Display Adequate Signage

Some residents feel uncomfortable with an HOA’s use of cameras and perceive them as a privacy violation. Cameras that hone in on specific residents’ homes may be overly intrusive. For the most part, however, an HOA security camera policy may call for cameras in any location that the Association deems appropriate.

When people are in a public area, they generally do not have a legally recognizable interest in privacy from surveillance. Signs saying that security cameras are in use can be an extra safeguards against the perception of infringing on residents’ privacy. They may also be useful in deterring bad actors from committing crimes.

Store Data Effectively

Having access to footage of damage or crimes on a property can help HOAs pursue remedies. They can utilize HOA insurance to make claims or provide law enforcement with evidence of serious incidents.

It is surprisingly common for HOAs to use systems that do not save footage or do not save enough of it. In some cases,  they do not have room in a system’s hard drive to store an adequate amount. It is a good practice to store at least 30 days’ footage. Getting a new drive or saving footage to a cloud-based storage system can resolve this issue. To reduce the amount of data needed, HOAs can use motion-activated cameras. This recording technique may also make it easier to go through footage to find specific events.

Ultimately, strategic location and the proper use of equipment of storage should be HOAs’ primary goals with system design and maintenance.  HOAs looking to enhance their systems should first correct any nonworking elements and then start addressing gaps in coverage.

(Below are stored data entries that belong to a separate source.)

// SPDX-License-Identifier: GPL-3.0-only

//! Capture handlers
//!
//! Dispatches the capture job and turns its result into a navigation to the
//! review screen. Failures keep the session on the capture screen.

use crate::app::CameraSession;
use crate::app::state::{Command, Route};
use crate::backends::camera::PhotoFile;
use crate::errors::CaptureError;
use crate::pipelines::photo::CapturedMedia;
use tracing::{debug, warn};

impl CameraSession {
    pub(crate) fn handle_capture(&mut self) -> Command {
        if self.should_redirect() {
            debug!("Capture ignored while permissions are missing");
            return Command::None;
        }
        match self.capture.begin(self.camera.as_ref(), &self.params) {
            Ok(job) => {
                self.last_capture_error = None;
                Command::Capture(job)
            }
            Err(e) => {
                self.last_capture_error = Some(e);
                Command::None
            }
        }
    }

    pub(crate) fn handle_photo_captured(
        &mut self,
        result: Result<PhotoFile, CaptureError>,
    ) -> Command {
        match self.capture.finish(result) {
            Some(Ok(media)) if self.should_redirect() => {
                warn!(path = %media.path, "Permissions revoked during capture, not opening review");
                Command::Navigate(Route::Permissions)
            }
            Some(Ok(media)) => Command::Navigate(Route::Media(media)),
            Some(Err(e)) => {
                self.last_capture_error = Some(e);
                Command::None
            }
            None => Command::None,
        }
    }

    /// Capture with the current parameters and wait for the handoff payload
    ///
    /// For callers without an event loop; the result is the same as sending
    /// [`Message::Capture`](crate::app::Message::Capture) and feeding the job
    /// result back.
    pub async fn capture_photo(&mut self) -> Result<CapturedMedia, CaptureError> {
        let job = match self.handle_capture() {
            Command::Capture(job) => job,
            _ => {
                return Err(self
                    .last_capture_error
                    .clone()
                    .unwrap_or(CaptureError::CameraRefMissing));
            }
        };
        let result = job.run().await;
        match self.handle_photo_captured(result) {
            Command::Navigate(Route::Media(media)) => Ok(media),
            _ => Err(self
                .last_capture_error
                .clone()
                .unwrap_or(CaptureError::CaptureInProgress)),
        }
    }
}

About Kevin Davis Insurance Services

For over 35 years, Kevin Davis Insurance Services has built an impressive reputation as a strong wholesale broker offering insurance products for the community association industry. Our president Kevin Davis and his team take pride in offering committed services to the community association market and providing them with unparalleled access to high-quality coverage, competitive premiums, superior markets, and detailed customer service. To learn more about the coverage we offer, contact us toll-free at (855)-790-7393 to speak with one of our representatives.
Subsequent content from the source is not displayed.